In 2005, California Assemblyman Leland Yee of San Francisco sponsored a bill, eventually passed by the state, banning the sale of video games to minors: "in which the range of options available to a player includes killing, maiming, dismembering, or sexually assaulting an image of a human being, if those acts are depicted" in a manner that "[a] reasonable person, considering the game as a whole, would find appeals to a deviant or morbid interest of minors," that is "patently offensive to prevailing standards in the community as to what is suitable for minors," and that "causes the game, as a whole, to lack serious literary, artistic, political, or scientific value for minors." 

Any legal scholars reading this can likely see the massive ambiguities in that definition, and ambiguity is anathema to the law. The Entertainment Software Association, a large video game industry trade group, challenged the law before it went into effect in 2005 and had it enjoined. The state of California, led by intrepid and classy then-governor Arnold Schwarzenegger, challenged the injunction through every level of the courts over the subsequent six years until they were finally defeated today by the 7-2 ruling handed down today.

This decision is important not just for its legal implications, but for the social status of video games as well. Justice Antonin Scalia's majority opinion explicitly made video games the equivalent of books, movies, and other more established media in the eyes of the law. This means that it will be hard for states or congress to pass special laws restricting video games, as many nations including Brazil, Australia, and Switzerland already have. And while most Americans don't follow the Supreme Court as closely as American Idol results, the fact that the highest court has essentially declared video games legitimate with this ruling should eventually have an effect on cultural stigma towards them as well.

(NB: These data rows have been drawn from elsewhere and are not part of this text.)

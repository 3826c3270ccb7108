//! fleetgrid-autoscale — fleet sizing for game-server instances.
//!
//! The `ScalingController` keeps a floor of idle capacity warm, answers
//! direct scale-to-target requests, and performs the power actions that
//! move instances through their lifecycle.
//!
//! # Sizing rules
//!
//! ```text
//! idle      = running or starting instances with zero players
//! total     = every registered instance (each holds a panel resource)
//!
//! ensure_minimum_idle:
//!     if idle < min_idle and total < max_total:
//!         provision min(min_idle - idle, max_total - total), stop at first failure
//!
//! scale_to(target), against active = instances not stopping/stopped:
//!     target > active  → restart stopped instances, then provision the rest
//!     target < active  → stop (active - target), emptiest first
//! ```
//!
//! Provisioning is serialized behind one async lock so two callers can
//! never both pass the `max_total_instances` guard for the last slot.

pub mod error;
pub mod power;
pub mod scaler;

pub use error::{ScaleError, ScaleResult};
pub use scaler::{ScaleAction, ScaleSummary, ScalingController};
//! fleetgrid-state — in-memory fleet bookkeeping.
//!
//! Holds the authoritative local view of the fleet's game-server
//! instances (`FleetRegistry`) and the domain types shared by the
//! scheduler, autoscaler, and manager crates.

pub mod error;
pub mod registry;
pub mod types;

pub use error::{missing_ok, StateError, StateResult};
pub use registry::FleetRegistry;
pub use types::*;
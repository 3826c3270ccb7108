//! Domain types for fleet bookkeeping.
//!
//! These types describe the game-server instances the fleet manages and
//! the admission records of players routed onto them. All types are
//! serializable so the API layer can return them directly.

use serde::{Deserialize, Serialize};

use crate::error::{StateError, StateResult};

/// Panel-assigned identity of an instance. Stable for its lifetime.
pub type InstanceId = String;

/// Identity of a player as known to the excluded account layer.
pub type PlayerId = String;

/// Current Unix epoch in seconds.
pub fn epoch_secs() -> u64 {
    std::time::SystemTime::now()
        .duration_since(std::time::UNIX_EPOCH)
        .unwrap_or_default()
        .as_secs()
}

// ── Instance ──────────────────────────────────────────────────────

/// Lifecycle status of a game-server instance.
#[derive(Debug, Clone, Copy, PartialEq, Eq, Hash, Serialize, Deserialize)]
#[serde(rename_all = "snake_case")]
pub enum InstanceStatus {
    Starting,
    Running,
    Stopping,
    Stopped,
    Unknown,
}

impl InstanceStatus {
    /// Counts toward the fleet size used by scaling decisions.
    pub fn is_active(self) -> bool {
        !matches!(self, InstanceStatus::Stopping | InstanceStatus::Stopped)
    }

    /// A forced stop is accepted from this status.
    pub fn can_stop(self) -> bool {
        matches!(
            self,
            InstanceStatus::Starting | InstanceStatus::Running | InstanceStatus::Unknown
        )
    }

    /// A start is accepted from this status.
    pub fn can_start(self) -> bool {
        matches!(self, InstanceStatus::Stopped | InstanceStatus::Unknown)
    }

    pub fn as_str(self) -> &'static str {
        match self {
            InstanceStatus::Starting => "starting",
            InstanceStatus::Running => "running",
            InstanceStatus::Stopping => "stopping",
            InstanceStatus::Stopped => "stopped",
            InstanceStatus::Unknown => "unknown",
        }
    }
}

impl std::fmt::Display for InstanceStatus {
    fn fmt(&self, f: &mut std::fmt::Formatter<'_>) -> std::fmt::Result {
        f.write_str(self.as_str())
    }
}

/// Current and maximum concurrent players.
#[derive(Debug, Clone, Copy, PartialEq, Eq, Serialize, Deserialize)]
pub struct Capacity {
    pub current: u32,
    pub max: u32,
}

impl Capacity {
    pub fn empty(max: u32) -> Self {
        Self { current: 0, max }
    }

    pub fn has_room(&self) -> bool {
        self.current < self.max
    }

    pub fn is_empty(&self) -> bool {
        self.current == 0
    }

    pub fn validate(&self) -> StateResult<()> {
        if self.current > self.max {
            return Err(StateError::InvalidState(format!(
                "capacity overflow: {} players exceeds max {}",
                self.current, self.max
            )));
        }
        Ok(())
    }
}

/// One externally hosted game-server process.
#[derive(Debug, Clone, PartialEq, Eq, Serialize, Deserialize)]
pub struct ServerInstance {
    pub instance_id: InstanceId,
    /// Identity generated locally before the panel confirmed creation.
    pub local_id: String,
    pub display_name: String,
    pub status: InstanceStatus,
    pub capacity: Capacity,
    /// Address players connect to.
    pub address: String,
    pub port: u16,
    /// Unix timestamp (seconds) of the last status change.
    pub last_update: u64,
}

impl ServerInstance {
    /// Can accept one more player right now.
    pub fn is_joinable(&self) -> bool {
        self.status == InstanceStatus::Running && self.capacity.has_room()
    }

    /// Running with nobody connected.
    pub fn is_idle(&self) -> bool {
        self.status == InstanceStatus::Running && self.capacity.is_empty()
    }

    /// Set the status, stamping `last_update` when it actually changes.
    pub fn transition(&mut self, status: InstanceStatus, now: u64) {
        if self.status != status {
            self.status = status;
            self.last_update = now;
        }
    }
}

/// Read-only projection of an instance for display.
#[derive(Debug, Clone, PartialEq, Eq, Serialize, Deserialize)]
pub struct InstanceSummary {
    pub instance_id: InstanceId,
    pub display_name: String,
    pub status: InstanceStatus,
    pub players: u32,
    pub max_players: u32,
    pub address: String,
    pub port: u16,
    pub last_update: u64,
}

impl From<&ServerInstance> for InstanceSummary {
    fn from(inst: &ServerInstance) -> Self {
        Self {
            instance_id: inst.instance_id.clone(),
            display_name: inst.display_name.clone(),
            status: inst.status,
            players: inst.capacity.current,
            max_players: inst.capacity.max,
            address: inst.address.clone(),
            port: inst.port,
            last_update: inst.last_update,
        }
    }
}

// ── Admission ─────────────────────────────────────────────────────

/// Where a player stands in admission.
#[derive(Debug, Clone, Copy, PartialEq, Eq, Serialize, Deserialize)]
#[serde(rename_all = "snake_case")]
pub enum QueueStatus {
    /// Waiting on capacity to be provisioned.
    Queued,
    Assigned,
}

/// A player's assignment record. At most one per player.
#[derive(Debug, Clone, PartialEq, Eq, Serialize, Deserialize)]
pub struct QueueEntry {
    pub player_id: PlayerId,
    pub assigned_instance_id: Option<InstanceId>,
    /// Unix timestamp (seconds) when the player entered admission.
    pub queued_at: u64,
    pub status: QueueStatus,
}

/// Where a joining player should connect.
#[derive(Debug, Clone, PartialEq, Eq, Serialize, Deserialize)]
pub struct JoinTicket {
    pub instance_id: InstanceId,
    pub address: String,
    pub port: u16,
}

impl From<&ServerInstance> for JoinTicket {
    fn from(inst: &ServerInstance) -> Self {
        Self {
            instance_id: inst.instance_id.clone(),
            address: inst.address.clone(),
            port: inst.port,
        }
    }
}

/// Fleet-wide counts.
#[derive(Debug, Clone, Copy, PartialEq, Eq, Serialize, Deserialize)]
pub struct FleetStatus {
    pub total_instances: u32,
    pub running_instances: u32,
    pub idle_instances: u32,
}

#[cfg(test)]
mod tests {
    use super::*;

    fn instance(status: InstanceStatus, current: u32) -> ServerInstance {
        ServerInstance {
            instance_id: "srv-1".to_string(),
            local_id: "local-1".to_string(),
            display_name: "fleet-7777".to_string(),
            status,
            capacity: Capacity { current, max: 4 },
            address: "127.0.0.1".to_string(),
            port: 7777,
            last_update: 100,
        }
    }

    #[test]
    fn epoch_secs_returns_reasonable_value() {
        // Should be after 2024-01-01.
        assert!(epoch_secs() > 1_704_067_200);
    }

    #[test]
    fn capacity_rejects_overflow() {
        assert!(Capacity { current: 4, max: 4 }.validate().is_ok());
        assert!(matches!(
            Capacity { current: 5, max: 4 }.validate(),
            Err(StateError::InvalidState(_))
        ));
    }

    #[test]
    fn joinable_requires_running_with_room() {
        assert!(instance(InstanceStatus::Running, 3).is_joinable());
        assert!(!instance(InstanceStatus::Running, 4).is_joinable());
        assert!(!instance(InstanceStatus::Starting, 0).is_joinable());
    }

    #[test]
    fn idle_means_running_and_empty() {
        assert!(instance(InstanceStatus::Running, 0).is_idle());
        assert!(!instance(InstanceStatus::Starting, 0).is_idle());
        assert!(!instance(InstanceStatus::Running, 1).is_idle());
    }

    #[test]
    fn transition_stamps_only_on_change() {
        let mut inst = instance(InstanceStatus::Starting, 0);
        inst.transition(InstanceStatus::Starting, 500);
        assert_eq!(inst.last_update, 100);
        inst.transition(InstanceStatus::Running, 500);
        assert_eq!(inst.last_update, 500);
        assert_eq!(inst.status, InstanceStatus::Running);
    }

    #[test]
    fn status_transition_rules() {
        assert!(InstanceStatus::Running.can_stop());
        assert!(InstanceStatus::Starting.can_stop());
        assert!(!InstanceStatus::Stopped.can_stop());
        assert!(InstanceStatus::Stopped.can_start());
        assert!(!InstanceStatus::Running.can_start());
        assert!(!InstanceStatus::Stopping.is_active());
    }

    #[test]
    fn status_serializes_snake_case() {
        let json = serde_json::to_string(&InstanceStatus::Stopping).unwrap();
        assert_eq!(json, "\"stopping\"");
        let summary = InstanceSummary::from(&instance(InstanceStatus::Running, 2));
        let value = serde_json::to_value(&summary).unwrap();
        assert_eq!(value["players"], 2);
        assert_eq!(value["status"], "running");
    }
}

Justices Breyer and Thomas were the two dissenters and expressed their opinions seperately. Breyer argued it was hypocritical to allow minors to purchase violent video games when they are not allowed to purchase pornography, which the Supreme Court has previously ruled as not protected speech and can be subsequently banned from sale to minors. Thomas claimed that the constitution allows the government to prevent any outside entity from speaking to a minor without a parent's consent, and that the California law met that criteria. 

You can read the full text of all the opinions here for more detailed information on the decision. Justice Scalia may be a conservative ideologue, but his opinion is well written and solid enough that liberal justices Kagan and Sotomayor both signed off on it. This may be the last time that happens for quite a while, which makes this case even more of a landmark.